--- DATA SUPPLIED ---
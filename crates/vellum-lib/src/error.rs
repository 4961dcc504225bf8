//! Error taxonomy for the repository core.
//!
//! Every checkpoint in the service layer fails with one of the variants of
//! [`RepositoryError`]. Persistence failures come in as [`StoreError`] and are
//! mapped onto the same taxonomy.

use thiserror::Error;

use crate::storage::StoreError;

#[derive(Error, Debug, Clone, PartialEq, Eq)]
pub enum RepositoryError {
    /// Object, type, version series or repository absent.
    #[error("Not found: {0}")]
    NotFound(String),

    /// Required permission missing from the effective ACL.
    #[error("Permission denied: {0}")]
    PermissionDenied(String),

    /// A type or state rule was violated.
    #[error("Constraint violation [{id}]: {message}")]
    Constraint { id: String, message: String },

    /// The supplied revision token does not match the stored one.
    #[error("Update conflict [{id}]: {message}")]
    UpdateConflict { id: String, message: String },

    /// A required input was missing or malformed.
    #[error("Invalid argument: {0}")]
    InvalidArgument(String),

    /// The backing store failed for a reason other than a missing object.
    #[error("Storage error: {0}")]
    Storage(String),

    #[error("Internal error: {0}")]
    Internal(String),
}

impl RepositoryError {
    pub fn constraint(id: impl Into<String>, message: impl Into<String>) -> Self {
        RepositoryError::Constraint {
            id: id.into(),
            message: message.into(),
        }
    }

    pub fn update_conflict(id: impl Into<String>, message: impl Into<String>) -> Self {
        RepositoryError::UpdateConflict {
            id: id.into(),
            message: message.into(),
        }
    }

    pub fn is_not_found(&self) -> bool {
        matches!(self, RepositoryError::NotFound(_))
    }
}

impl From<StoreError> for RepositoryError {
    fn from(e: StoreError) -> Self {
        match e {
            StoreError::NotFound(what) => RepositoryError::NotFound(what),
            StoreError::Conflict(id) => {
                RepositoryError::update_conflict(id, "the stored revision changed concurrently")
            }
            StoreError::Io(msg) => RepositoryError::Storage(msg),
        }
    }
}

/// Result type for repository operations
pub type RepositoryResult<T> = Result<T, RepositoryError>;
---
▶ [TASK PROMPT] Across all the records, find the lines containing the word "NotFound" and reproduce each one.

▶ [REPLY]
    NotFound(String),
        matches!(self, RepositoryError::NotFound(_))
            StoreError::NotFound(what) => RepositoryError::NotFound(what),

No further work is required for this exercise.